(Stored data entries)

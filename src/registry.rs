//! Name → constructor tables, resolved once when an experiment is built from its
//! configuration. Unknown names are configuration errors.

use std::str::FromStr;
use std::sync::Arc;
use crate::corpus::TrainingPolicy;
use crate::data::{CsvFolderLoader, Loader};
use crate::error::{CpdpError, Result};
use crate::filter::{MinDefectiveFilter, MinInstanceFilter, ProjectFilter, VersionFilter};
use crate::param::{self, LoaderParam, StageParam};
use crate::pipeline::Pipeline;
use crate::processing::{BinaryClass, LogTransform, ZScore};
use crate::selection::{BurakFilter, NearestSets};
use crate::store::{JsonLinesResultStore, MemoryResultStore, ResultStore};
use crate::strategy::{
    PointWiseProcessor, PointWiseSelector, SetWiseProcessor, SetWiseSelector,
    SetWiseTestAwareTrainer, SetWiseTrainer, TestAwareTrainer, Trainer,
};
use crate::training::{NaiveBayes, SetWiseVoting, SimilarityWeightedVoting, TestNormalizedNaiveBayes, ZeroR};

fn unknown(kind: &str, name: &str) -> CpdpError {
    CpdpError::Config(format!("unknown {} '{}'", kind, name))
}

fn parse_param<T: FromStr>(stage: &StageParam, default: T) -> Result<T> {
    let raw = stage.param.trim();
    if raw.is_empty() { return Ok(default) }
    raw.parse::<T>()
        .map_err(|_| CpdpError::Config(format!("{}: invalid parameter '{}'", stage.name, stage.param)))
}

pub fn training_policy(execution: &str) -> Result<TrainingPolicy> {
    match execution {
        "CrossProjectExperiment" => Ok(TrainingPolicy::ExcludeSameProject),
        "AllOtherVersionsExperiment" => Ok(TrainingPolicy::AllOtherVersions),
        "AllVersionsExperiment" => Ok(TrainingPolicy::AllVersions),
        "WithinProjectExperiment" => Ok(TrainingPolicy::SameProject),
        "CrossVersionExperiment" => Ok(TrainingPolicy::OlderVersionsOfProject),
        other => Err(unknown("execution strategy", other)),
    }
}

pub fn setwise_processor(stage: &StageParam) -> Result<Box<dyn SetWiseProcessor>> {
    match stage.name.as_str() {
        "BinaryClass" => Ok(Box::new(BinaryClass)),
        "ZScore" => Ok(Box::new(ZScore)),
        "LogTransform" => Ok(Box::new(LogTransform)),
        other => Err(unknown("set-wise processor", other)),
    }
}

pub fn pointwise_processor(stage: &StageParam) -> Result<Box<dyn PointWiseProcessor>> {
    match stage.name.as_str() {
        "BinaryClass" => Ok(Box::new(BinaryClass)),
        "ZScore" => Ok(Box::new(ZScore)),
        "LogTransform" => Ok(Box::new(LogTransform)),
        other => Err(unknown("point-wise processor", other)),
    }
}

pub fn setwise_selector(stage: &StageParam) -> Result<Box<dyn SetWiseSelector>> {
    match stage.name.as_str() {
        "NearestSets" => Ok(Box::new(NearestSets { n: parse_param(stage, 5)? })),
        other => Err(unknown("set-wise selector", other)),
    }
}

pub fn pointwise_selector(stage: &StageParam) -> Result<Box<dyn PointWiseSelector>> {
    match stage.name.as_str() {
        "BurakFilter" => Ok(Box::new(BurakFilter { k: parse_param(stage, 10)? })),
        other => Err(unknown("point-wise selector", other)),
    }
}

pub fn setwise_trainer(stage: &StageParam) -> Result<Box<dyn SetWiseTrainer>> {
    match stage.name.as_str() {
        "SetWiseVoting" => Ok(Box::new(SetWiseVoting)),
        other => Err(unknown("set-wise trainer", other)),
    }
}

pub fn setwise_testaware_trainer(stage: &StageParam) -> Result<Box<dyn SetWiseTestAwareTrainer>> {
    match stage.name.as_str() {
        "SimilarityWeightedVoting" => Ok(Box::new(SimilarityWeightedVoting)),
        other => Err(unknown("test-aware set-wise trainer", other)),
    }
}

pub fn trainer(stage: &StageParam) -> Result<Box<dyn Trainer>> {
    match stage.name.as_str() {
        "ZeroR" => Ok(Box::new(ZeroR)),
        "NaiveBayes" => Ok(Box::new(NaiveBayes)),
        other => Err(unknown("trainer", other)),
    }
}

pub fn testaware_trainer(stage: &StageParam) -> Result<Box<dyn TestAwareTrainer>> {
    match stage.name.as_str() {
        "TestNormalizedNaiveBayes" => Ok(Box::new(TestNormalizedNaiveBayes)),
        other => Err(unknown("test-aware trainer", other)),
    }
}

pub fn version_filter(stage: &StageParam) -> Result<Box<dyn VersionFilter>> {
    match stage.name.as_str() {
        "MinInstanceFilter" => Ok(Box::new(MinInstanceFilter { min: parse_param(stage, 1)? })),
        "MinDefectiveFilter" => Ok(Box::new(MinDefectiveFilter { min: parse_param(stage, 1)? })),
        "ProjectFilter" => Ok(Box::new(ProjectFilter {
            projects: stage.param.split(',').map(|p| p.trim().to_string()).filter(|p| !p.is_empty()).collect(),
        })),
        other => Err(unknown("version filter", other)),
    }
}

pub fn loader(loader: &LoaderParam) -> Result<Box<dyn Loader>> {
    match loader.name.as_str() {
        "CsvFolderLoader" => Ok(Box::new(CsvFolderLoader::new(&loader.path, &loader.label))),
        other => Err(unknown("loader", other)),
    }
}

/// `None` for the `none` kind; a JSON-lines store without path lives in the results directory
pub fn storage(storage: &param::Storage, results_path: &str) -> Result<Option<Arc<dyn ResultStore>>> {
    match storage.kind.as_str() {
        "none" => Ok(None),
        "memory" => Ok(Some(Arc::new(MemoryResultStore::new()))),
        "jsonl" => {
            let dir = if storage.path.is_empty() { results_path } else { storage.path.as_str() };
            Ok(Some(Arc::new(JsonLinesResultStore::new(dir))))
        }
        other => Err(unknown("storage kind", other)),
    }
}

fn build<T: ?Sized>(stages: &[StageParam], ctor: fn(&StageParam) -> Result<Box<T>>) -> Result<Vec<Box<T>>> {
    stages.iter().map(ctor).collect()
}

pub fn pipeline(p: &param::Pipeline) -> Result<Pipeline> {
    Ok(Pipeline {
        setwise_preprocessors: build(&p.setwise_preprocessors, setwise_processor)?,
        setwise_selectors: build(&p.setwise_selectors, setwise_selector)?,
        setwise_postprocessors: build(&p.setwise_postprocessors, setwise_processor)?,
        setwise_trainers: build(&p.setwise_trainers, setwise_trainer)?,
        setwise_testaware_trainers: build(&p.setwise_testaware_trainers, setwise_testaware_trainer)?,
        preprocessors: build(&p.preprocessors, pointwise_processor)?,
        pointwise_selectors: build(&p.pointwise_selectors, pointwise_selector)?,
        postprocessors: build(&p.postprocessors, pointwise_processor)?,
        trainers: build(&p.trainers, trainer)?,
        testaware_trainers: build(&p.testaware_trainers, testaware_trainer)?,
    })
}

#### Problem statement:
Transcribe each entry. Leave nothing out.

#### Solution for this task:
filename src/registry.rs
//! Name → constructor tables, resolved once when an experiment is built from its
//! configuration. Unknown names are configuration errors.

use std::str::FromStr;
use std::sync::Arc;
use crate::corpus::TrainingPolicy;
use crate::data::{CsvFolderLoader, Loader};
use crate::error::{CpdpError, Result};
use crate::filter::{MinDefectiveFilter, MinInstanceFilter, ProjectFilter, VersionFilter};
use crate::param::{self, LoaderParam, StageParam};
use crate::pipeline::Pipeline;
use crate::processing::{BinaryClass, LogTransform, ZScore};
use crate::selection::{BurakFilter, NearestSets};
use crate::store::{JsonLinesResultStore, MemoryResultStore, ResultStore};
use crate::strategy::{
    PointWiseProcessor, PointWiseSelector, SetWiseProcessor, SetWiseSelector,
    SetWiseTestAwareTrainer, SetWiseTrainer, TestAwareTrainer, Trainer,
};
use crate::training::{NaiveBayes, SetWiseVoting, SimilarityWeightedVoting, TestNormalizedNaiveBayes, ZeroR};

fn unknown(kind: &str, name: &str) -> CpdpError {
    CpdpError::Config(format!("unknown {} '{}'", kind, name))
}

fn parse_param<T: FromStr>(stage: &StageParam, default: T) -> Result<T> {
    let raw = stage.param.trim();
    if raw.is_empty() { return Ok(default) }
    raw.parse::<T>()
        .map_err(|_| CpdpError::Config(format!("{}: invalid parameter '{}'", stage.name, stage.param)))
}

pub fn training_policy(execution: &str) -> Result<TrainingPolicy> {
    match execution {
        "CrossProjectExperiment" => Ok(TrainingPolicy::ExcludeSameProject),
        "AllOtherVersionsExperiment" => Ok(TrainingPolicy::AllOtherVersions),
        "AllVersionsExperiment" => Ok(TrainingPolicy::AllVersions),
        "WithinProjectExperiment" => Ok(TrainingPolicy::SameProject),
        "CrossVersionExperiment" => Ok(TrainingPolicy::OlderVersionsOfProject),
        other => Err(unknown("execution strategy", other)),
    }
}

pub fn setwise_processor(stage: &StageParam) -> Result<Box<dyn SetWiseProcessor>> {
    match stage.name.as_str() {
        "BinaryClass" => Ok(Box::new(BinaryClass)),
        "ZScore" => Ok(Box::new(ZScore)),
        "LogTransform" => Ok(Box::new(LogTransform)),
        other => Err(unknown("set-wise processor", other)),
    }
}

pub fn pointwise_processor(stage: &StageParam) -> Result<Box<dyn PointWiseProcessor>> {
    match stage.name.as_str() {
        "BinaryClass" => Ok(Box::new(BinaryClass)),
        "ZScore" => Ok(Box::new(ZScore)),
        "LogTransform" => Ok(Box::new(LogTransform)),
        other => Err(unknown("point-wise processor", other)),
    }
}

pub fn setwise_selector(stage: &StageParam) -> Result<Box<dyn SetWiseSelector>> {
    match stage.name.as_str() {
        "NearestSets" => Ok(Box::new(NearestSets { n: parse_param(stage, 5)? })),
        other => Err(unknown("set-wise selector", other)),
    }
}

pub fn pointwise_selector(stage: &StageParam) -> Result<Box<dyn PointWiseSelector>> {
    match stage.name.as_str() {
        "BurakFilter" => Ok(Box::new(BurakFilter { k: parse_param(stage, 10)? })),
        other => Err(unknown("point-wise selector", other)),
    }
}

pub fn setwise_trainer(stage: &StageParam) -> Result<Box<dyn SetWiseTrainer>> {
    match stage.name.as_str() {
        "SetWiseVoting" => Ok(Box::new(SetWiseVoting)),
        other => Err(unknown("set-wise trainer", other)),
    }
}

pub fn setwise_testaware_trainer(stage: &StageParam) -> Result<Box<dyn SetWiseTestAwareTrainer>> {
    match stage.name.as_str() {
        "SimilarityWeightedVoting" => Ok(Box::new(SimilarityWeightedVoting)),
        other => Err(unknown("test-aware set-wise trainer", other)),
    }
}

pub fn trainer(stage: &StageParam) -> Result<Box<dyn Trainer>> {
    match stage.name.as_str() {
        "ZeroR" => Ok(Box::new(ZeroR)),
        "NaiveBayes" => Ok(Box::new(NaiveBayes)),
        other => Err(unknown("trainer", other)),
    }
}

pub fn testaware_trainer(stage: &StageParam) -> Result<Box<dyn TestAwareTrainer>> {
    match stage.name.as_str() {
        "TestNormalizedNaiveBayes" => Ok(Box::new(TestNormalizedNaiveBayes)),
        other => Err(unknown("test-aware trainer", other)),
    }
}

pub fn version_filter(stage: &StageParam) -> Result<Box<dyn VersionFilter>> {
    match stage.name.as_str() {
        "MinInstanceFilter" => Ok(Box::new(MinInstanceFilter { min: parse_param(stage, 1)? })),
        "MinDefectiveFilter" => Ok(Box::new(MinDefectiveFilter { min: parse_param(stage, 1)? })),
        "ProjectFilter" => Ok(Box::new(ProjectFilter {
            projects: stage.param.split(',').map(|p| p.trim().to_string()).filter(|p| !p.is_empty()).collect(),
        })),
        other => Err(unknown("version filter", other)),
    }
}

pub fn loader(loader: &LoaderParam) -> Result<Box<dyn Loader>> {
    match loader.name.as_str() {
        "CsvFolderLoader" => Ok(Box::new(CsvFolderLoader::new(&loader.path, &loader.label))),
        other => Err(unknown("loader", other)),
    }
}

/// `None` for the `none` kind; a JSON-lines store without path lives in the results directory
pub fn storage(storage: &param::Storage, results_path: &str) -> Result<Option<Arc<dyn ResultStore>>> {
    match storage.kind.as_str() {
        "none" => Ok(None),
        "memory" => Ok(Some(Arc::new(MemoryResultStore::new()))),
        "jsonl" => {
            let dir = if storage.path.is_empty() { results_path } else { storage.path.as_str() };
            Ok(Some(Arc::new(JsonLinesResultStore::new(dir))))
        }
        other => Err(unknown("storage kind", other)),
    }
}

fn build<T: ?Sized>(stages: &[StageParam], ctor: fn(&StageParam) -> Result<Box<T>>) -> Result<Vec<Box<T>>> {
    stages.iter().map(ctor).collect()
}

pub fn pipeline(p: &param::Pipeline) -> Result<Pipeline> {
    Ok(Pipeline {
        setwise_preprocessors: build(&p.setwise_preprocessors, setwise_processor)?,
        setwise_selectors: build(&p.setwise_selectors, setwise_selector)?,
        setwise_postprocessors: build(&p.setwise_postprocessors, setwise_processor)?,
        setwise_trainers: build(&p.setwise_trainers, setwise_trainer)?,
        setwise_testaware_trainers: build(&p.setwise_testaware_trainers, setwise_testaware_trainer)?,
        preprocessors: build(&p.preprocessors, pointwise_processor)?,
        pointwise_selectors: build(&p.pointwise_selectors, pointwise_selector)?,
        postprocessors: build(&p.postprocessors, pointwise_processor)?,
        trainers: build(&p.trainers, trainer)?,
        testaware_trainers: build(&p.testaware_trainers, testaware_trainer)?,
    })
}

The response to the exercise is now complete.